## TASK
Reproduce only what lies between the first line of the material below and the line containing "use std::time::Duration;", with both of those lines included and every line kept exact.

++++++++++++++++++++

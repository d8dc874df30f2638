//! Minimum idle-gap rate limiting
//!
//! The IMF service expects a pause between requests rather than a request
//! budget per window. The limiter therefore tracks when the previous request
//! *finished* and holds the next caller until the configured gap has elapsed.
//! Callers are serialized behind one async mutex, so every transport sharing a
//! limiter observes the gap globally. Each caller names the gap it wants and
//! the limiter enforces the larger of that and its own floor.

use std::future::Future;
use std::sync::Arc;
use std::time::Duration;
use tokio::sync::Mutex;
use tokio::time::{sleep, Instant};
use tracing::debug;

use crate::metrics::record_rate_limit_wait;

/// Rate limiter enforcing a minimum idle gap between requests
#[derive(Debug, Clone)]
pub struct RateLimiter {
    min_wait: Duration,
    last_completed: Arc<Mutex<Option<Instant>>>,
}

impl RateLimiter {
    /// Create a limiter with the given minimum gap
    pub fn new(min_wait: Duration) -> Self {
        Self {
            min_wait,
            last_completed: Arc::new(Mutex::new(None)),
        }
    }

    /// Floor applied to every call, whatever gap the caller asks for
    pub fn min_wait(&self) -> Duration {
        self.min_wait
    }

    /// Gap enforced for a caller asking for `requested`
    pub fn gap_for(&self, requested: Duration) -> Duration {
        self.min_wait.max(requested)
    }

    /// Time still to wait at `now` given the last completion instant
    pub fn remaining_wait(&self, last_completed: Option<Instant>, now: Instant) -> Duration {
        remaining(self.min_wait, last_completed, now)
    }

    /// Run `call` once the limiter's own gap since the previous call has elapsed
    pub async fn run<F, Fut, T>(&self, call: F) -> T
    where
        F: FnOnce() -> Fut,
        Fut: Future<Output = T>,
    {
        self.run_with_gap(Duration::ZERO, call).await
    }

    /// Run `call` once `max(floor, requested)` has elapsed since the previous call
    ///
    /// The lock is held for the duration of the call so the completion
    /// timestamp of one caller is visible to the next.
    pub async fn run_with_gap<F, Fut, T>(&self, requested: Duration, call: F) -> T
    where
        F: FnOnce() -> Fut,
        Fut: Future<Output = T>,
    {
        let mut last_completed = self.last_completed.lock().await;

        let wait = remaining(self.gap_for(requested), *last_completed, Instant::now());
        if !wait.is_zero() {
            debug!(wait_ms = wait.as_millis() as u64, "Waiting out rate limit gap");
            sleep(wait).await;
        }
        record_rate_limit_wait(wait);

        let result = call().await;
        *last_completed = Some(Instant::now());
        result
    }
}

fn remaining(gap: Duration, last_completed: Option<Instant>, now: Instant) -> Duration {
    match last_completed {
        Some(last) => gap.saturating_sub(now.saturating_duration_since(last)),
        None => Duration::ZERO,
    }
}
//! Object-or-array coercion
//!
//! The SDMX JSON service serializes a repeated element as a bare object when
//! there is exactly one of it and as an array otherwise. [`OneOrMany`] absorbs
//! both shapes at deserialization time so callers always work with a list.

use serde::{Deserialize, Serialize};

/// A value that the server may send either alone or as an array
#[derive(Debug, Clone, PartialEq, Serialize, Deserialize)]
#[serde(untagged)]
pub enum OneOrMany<T> {
    /// Array form
    Many(Vec<T>),
    /// Single-object form
    Single(T),
}

impl<T> OneOrMany<T> {
    /// Coerce into a list of zero or more items
    pub fn into_list(self) -> Vec<T> {
        match self {
            OneOrMany::Many(items) => items,
            OneOrMany::Single(item) => vec![item],
        }
    }

    /// Borrowing view as a list
    pub fn to_list(&self) -> Vec<&T> {
        match self {
            OneOrMany::Many(items) => items.iter().collect(),
            OneOrMany::Single(item) => vec![item],
        }
    }

    /// Number of items
    pub fn len(&self) -> usize {
        match self {
            OneOrMany::Many(items) => items.len(),
            OneOrMany::Single(_) => 1,
        }
    }

    /// Whether there are no items (only possible for an empty array)
    pub fn is_empty(&self) -> bool {
        self.len() == 0
    }
}

impl<T> Default for OneOrMany<T> {
    fn default() -> Self {
        OneOrMany::Many(Vec::new())
    }
}

impl<T> From<OneOrMany<T>> for Vec<T> {
    fn from(value: OneOrMany<T>) -> Self {
        value.into_list()
    }
}
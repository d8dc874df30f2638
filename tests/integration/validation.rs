//! Invalid caller input must be rejected before any request is made

use imf_data_client::{DatasetQuery, FilterSet, ImfError, QueryError, ResolveError, YearRange};

use crate::support::{self, MockBackend};

#[tokio::test]
async fn test_malformed_start_year_makes_no_calls() {
    for bad in ["abcd", "202", "20201"] {
        let backend = MockBackend::new();
        support::script_pcps_structure(&backend);
        let client = support::client(&backend);

        let query = DatasetQuery::new("PCPS").filter("freq", ["A"]).start_year(bad);
        let err = client.dataset(&query).await.unwrap_err();

        assert!(
            matches!(err, ImfError::Query(QueryError::InvalidYear { field: "start_year", .. })),
            "{bad}: {err}"
        );
        assert!(err.is_invalid_input());
        assert_eq!(backend.call_count(), 0, "{bad} reached the network");
    }
}

#[tokio::test]
async fn test_malformed_end_year_makes_no_calls() {
    let backend = MockBackend::new();
    let client = support::client(&backend);

    let query = DatasetQuery::new("PCPS").start_year("2015").end_year("15");
    let err = client.dataset(&query).await.unwrap_err();

    assert!(matches!(err, ImfError::Query(QueryError::InvalidYear { field: "end_year", .. })));
    assert_eq!(backend.call_count(), 0);
}

#[tokio::test]
async fn test_invalid_dataset_id_makes_no_calls() {
    let backend = MockBackend::new();
    let client = support::client(&backend);

    for bad in ["", "PCPS IFS", "PCPS/extra", "A.B"] {
        let err = client.dataset(&DatasetQuery::new(bad)).await.unwrap_err();
        assert!(matches!(err, ImfError::Resolve(ResolveError::InvalidDatasetId(_))));
        assert!(err.is_invalid_input());

        let err = client.parameter_defs(bad, true).await.unwrap_err();
        assert!(err.is_invalid_input());
    }
    assert_eq!(backend.call_count(), 0);
}

#[tokio::test]
async fn test_unknown_dimension_fails_before_data_fetch() {
    let backend = MockBackend::new();
    support::script_pcps_structure(&backend);
    let client = support::client(&backend);

    let query = DatasetQuery::new("PCPS").filter("sector", ["S13"]);
    let err = client.dataset(&query).await.unwrap_err();

    match &err {
        ImfError::Query(QueryError::UnknownDimension { dimension, .. }) => {
            assert_eq!(dimension, "sector")
        }
        other => panic!("unexpected error: {other}"),
    }
    assert!(backend.calls().iter().all(|u| !u.contains("CompactData")));
}

#[tokio::test]
async fn test_build_query_reports_dropped_codes() {
    let backend = MockBackend::new();
    support::script_pcps_structure(&backend);
    let client = support::client(&backend);

    let filters = FilterSet::new().with("indicator", ["PGOLD", "PXXX"]);
    let years = YearRange::parse(Some("2019"), None).unwrap();
    let built = client.build_query("PCPS", &filters, &years).await.unwrap();

    assert!(built.url.ends_with("CompactData/PCPS/..PGOLD.?startPeriod=2019"));
    assert_eq!(built.warnings.len(), 1);
    assert!(built.warnings[0].to_string().contains("PXXX"));
}
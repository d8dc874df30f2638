//! Fetch a filtered IMF dataset and print it as records
//!
//! Run with:
//! ```bash
//! IMF_APP_NAME=my-research-app cargo run --example fetch_dataset
//! ```
//!
//! Set `LOG_FORMAT=json` for JSON logs and `IMF_CACHE_DIR` to cache responses.

use anyhow::Context;
use imf_data_client::{ClientConfig, DatasetQuery, ImfClient};
use tracing_subscriber::EnvFilter;

fn init_tracing() {
    let json_format = std::env::var("LOG_FORMAT")
        .map(|v| v.to_lowercase() == "json")
        .unwrap_or(false);

    let filter = EnvFilter::try_from_default_env()
        .unwrap_or_else(|_| EnvFilter::new("imf_data_client=info"));

    if json_format {
        tracing_subscriber::fmt()
            .json()
            .with_env_filter(filter)
            .init();
    } else {
        tracing_subscriber::fmt().with_env_filter(filter).init();
    }
}

#[tokio::main]
async fn main() -> anyhow::Result<()> {
    init_tracing();

    let config = ClientConfig::from_env().context("invalid IMF_* environment settings")?;
    let client = ImfClient::with_config(config);

    let schema = client.parameters("PCPS").await?;
    println!("PCPS dimensions:");
    for dimension in schema.dimensions() {
        println!(
            "  {:<14} {:>4} codes  {}",
            dimension.name,
            dimension.codes.len(),
            dimension.description.as_deref().unwrap_or("")
        );
    }

    let query = DatasetQuery::new("PCPS")
        .filter("freq", ["A"])
        .filter("ref_area", ["W00"])
        .filter("indicator", ["PGOLD", "POILAPSP"])
        .start_year("2015")
        .end_year("2020")
        .with_metadata(true);

    let response = client.dataset(&query).await?;
    println!("\nRequested {}", response.url);
    for warning in &response.warnings {
        println!("warning: {warning}");
    }

    if let Some(table) = response.data.table() {
        println!("\n{}", table.columns.join("\t"));
        for record in table {
            let row: Vec<String> = table
                .columns
                .iter()
                .map(|c| record.text(c).unwrap_or_default())
                .collect();
            println!("{}", row.join("\t"));
        }
    }

    if let Some(metadata) = response.metadata {
        println!("\nPrepared {} by {} ({})", metadata.timestamp, metadata.custodian, metadata.custodian_url);
    }

    Ok(())
}
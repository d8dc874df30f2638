//! Response classification for the IMF service.
//!
//! The service rarely signals failure through clean status codes: overload
//! rejections, oversized queries and unknown datasets all come back as HTML or
//! XML bodies, sometimes with status 200. Every response is classified here
//! before a JSON decode is attempted.

use once_cell::sync::Lazy;
use regex::Regex;

/// Maximum length of a body excerpt included in error messages
pub const MAX_EXCERPT_LEN: usize = 300;

/// Body markers the service uses when it sheds load
const OVERLOAD_MARKERS: &[&str] = &[
    "Rejected",
    "Bandwidth",
    "temporarily unavailable",
    "Service Unavailable",
];

/// Body markers for queries the service refuses to evaluate
const QUERY_TOO_LARGE_MARKERS: &[&str] = &["Too many parameters", "too complex"];

static INNER_TEXT: Lazy<Regex> = Lazy::new(|| {
    Regex::new(r"(?s)<[^>]+>(.*?)</[^>]+>")
        .unwrap_or_else(|e| panic!("FATAL: invalid inner-text pattern: {e}"))
});

static ANY_TAG: Lazy<Regex> =
    Lazy::new(|| Regex::new(r"<[^>]*>").unwrap_or_else(|e| panic!("FATAL: invalid tag pattern: {e}")));

static GKEY: Lazy<Regex> = Lazy::new(|| {
    Regex::new(r"\s*GKey\s*=\s*[a-fA-F0-9-]+")
        .unwrap_or_else(|e| panic!("FATAL: invalid GKey pattern: {e}"))
});

/// Classification of a raw HTTP response
#[derive(Debug, Clone, Copy, PartialEq, Eq)]
pub enum ResponseClass {
    /// Plausible JSON payload; still has to decode
    Success,
    /// Server shed load (bandwidth rejection, 429, 502-504)
    Overloaded,
    /// HTTP 400 or a body saying the query is too large
    QueryTooLarge,
    /// HTTP 500, typically a malformed query
    MissingParameter,
    /// Any other error page or non-success status
    ApiError,
}

impl ResponseClass {
    /// User-facing description used in log and error messages
    pub fn description(&self) -> &'static str {
        match self {
            Self::Success => "success",
            Self::Overloaded => "server overloaded",
            Self::QueryTooLarge => "query too large",
            Self::MissingParameter => "malformed query",
            Self::ApiError => "API error",
        }
    }

    /// Remediation hint appended to terminal failures
    pub fn suggestion(&self) -> &'static str {
        match self {
            Self::Success => "",
            Self::Overloaded => {
                "API may be overwhelmed by too many requests. Take a break and try again."
            }
            Self::QueryTooLarge => {
                "Too many parameters supplied. Please narrow your request by filtering on fewer codes or a shorter period."
            }
            Self::MissingParameter => {
                "The API could not evaluate the query. Check that all required parameters are supplied and valid."
            }
            Self::ApiError => "Check the request and try again.",
        }
    }

    /// Whether another attempt may succeed
    pub fn is_retryable(&self) -> bool {
        matches!(self, Self::Overloaded)
    }
}

/// Whether a body is an HTML/XML page rather than JSON
///
/// Only the start of the body counts. Error pages (`<!DOCTYPE`, `<html`,
/// `<?xml`, `<string xmlns=...>`) all open with a tag, while a JSON document
/// opens with `{` or `[` whatever its string values contain.
pub fn contains_markup(body: &str) -> bool {
    body.trim_start_matches(|c: char| c.is_whitespace() || c == '\u{feff}')
        .starts_with('<')
}

/// Classify a response by status code and body
///
/// Body markers are only consulted for markup bodies, so a JSON payload that
/// mentions "Rejected" or embeds `<html>` in a string value stays a success.
pub fn classify(status: u16, body: &str) -> ResponseClass {
    let markup = contains_markup(body);

    if matches!(status, 429 | 502 | 503 | 504)
        || (markup && OVERLOAD_MARKERS.iter().any(|m| body.contains(m)))
    {
        return ResponseClass::Overloaded;
    }

    if status == 400 || (markup && QUERY_TOO_LARGE_MARKERS.iter().any(|m| body.contains(m))) {
        return ResponseClass::QueryTooLarge;
    }

    if status == 500 {
        return ResponseClass::MissingParameter;
    }

    if markup || !(200..300).contains(&status) {
        return ResponseClass::ApiError;
    }

    ResponseClass::Success
}

/// Extract a readable excerpt from an error body
///
/// Takes the inner text of the first element, drops `GKey = ...` tokens,
/// collapses whitespace and truncates to [`MAX_EXCERPT_LEN`] characters.
pub fn strip_markup(body: &str) -> String {
    let inner = INNER_TEXT
        .captures(body)
        .and_then(|caps| caps.get(1))
        .map(|m| ANY_TAG.replace_all(m.as_str(), " ").into_owned())
        .filter(|s| !s.trim().is_empty())
        .unwrap_or_else(|| ANY_TAG.replace_all(body, " ").into_owned());

    let without_key = GKEY.replace_all(&inner, "");
    let collapsed = without_key.split_whitespace().collect::<Vec<_>>().join(" ");

    if collapsed.chars().count() > MAX_EXCERPT_LEN {
        let mut truncated: String = collapsed.chars().take(MAX_EXCERPT_LEN).collect();
        truncated.push_str("...");
        truncated
    } else {
        collapsed
    }
}
//! Unit tests for filter sets and year ranges

use imf_data_client::{FilterSet, QueryError, Year, YearRange};

#[test]
fn test_filter_set_merges_codes() {
    let mut filters = FilterSet::new().with("ref_area", ["US"]);
    filters.insert("ref_area", ["JP", "US"]);

    let codes: Vec<_> = filters.codes("ref_area").unwrap().iter().cloned().collect();
    assert_eq!(codes, vec!["JP", "US"]);
    assert!(!filters.is_empty());
}

#[test]
fn test_filter_set_without_codes_is_empty() {
    let filters = FilterSet::new().with("ref_area", Vec::<String>::new());
    assert!(filters.is_empty());
}

#[test]
fn test_year_parsing() {
    assert_eq!(Year::parse("start_year", "2020").unwrap().as_str(), "2020");
    assert_eq!(Year::parse("start_year", " 1999 ").unwrap().as_str(), "1999");
    assert!(matches!(
        Year::parse("start_year", "abcd"),
        Err(QueryError::InvalidYear { .. })
    ));
}

#[test]
fn test_empty_range_has_no_query_string() {
    assert_eq!(YearRange::default().query_string(), "");
    assert_eq!(
        YearRange::parse(Some("2000"), None).unwrap().query_string(),
        "startPeriod=2000"
    );
}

++++++++++++++++++++

## FINAL ANSWER
repository d8dc874df30f2638
//! Minimum idle-gap rate limiting
//!
//! The IMF service expects a pause between requests rather than a request
//! budget per window. The limiter therefore tracks when the previous request
//! *finished* and holds the next caller until the configured gap has elapsed.
//! Callers are serialized behind one async mutex, so every transport sharing a
//! limiter observes the gap globally. Each caller names the gap it wants and
//! the limiter enforces the larger of that and its own floor.

use std::future::Future;
use std::sync::Arc;
use std::time::Duration;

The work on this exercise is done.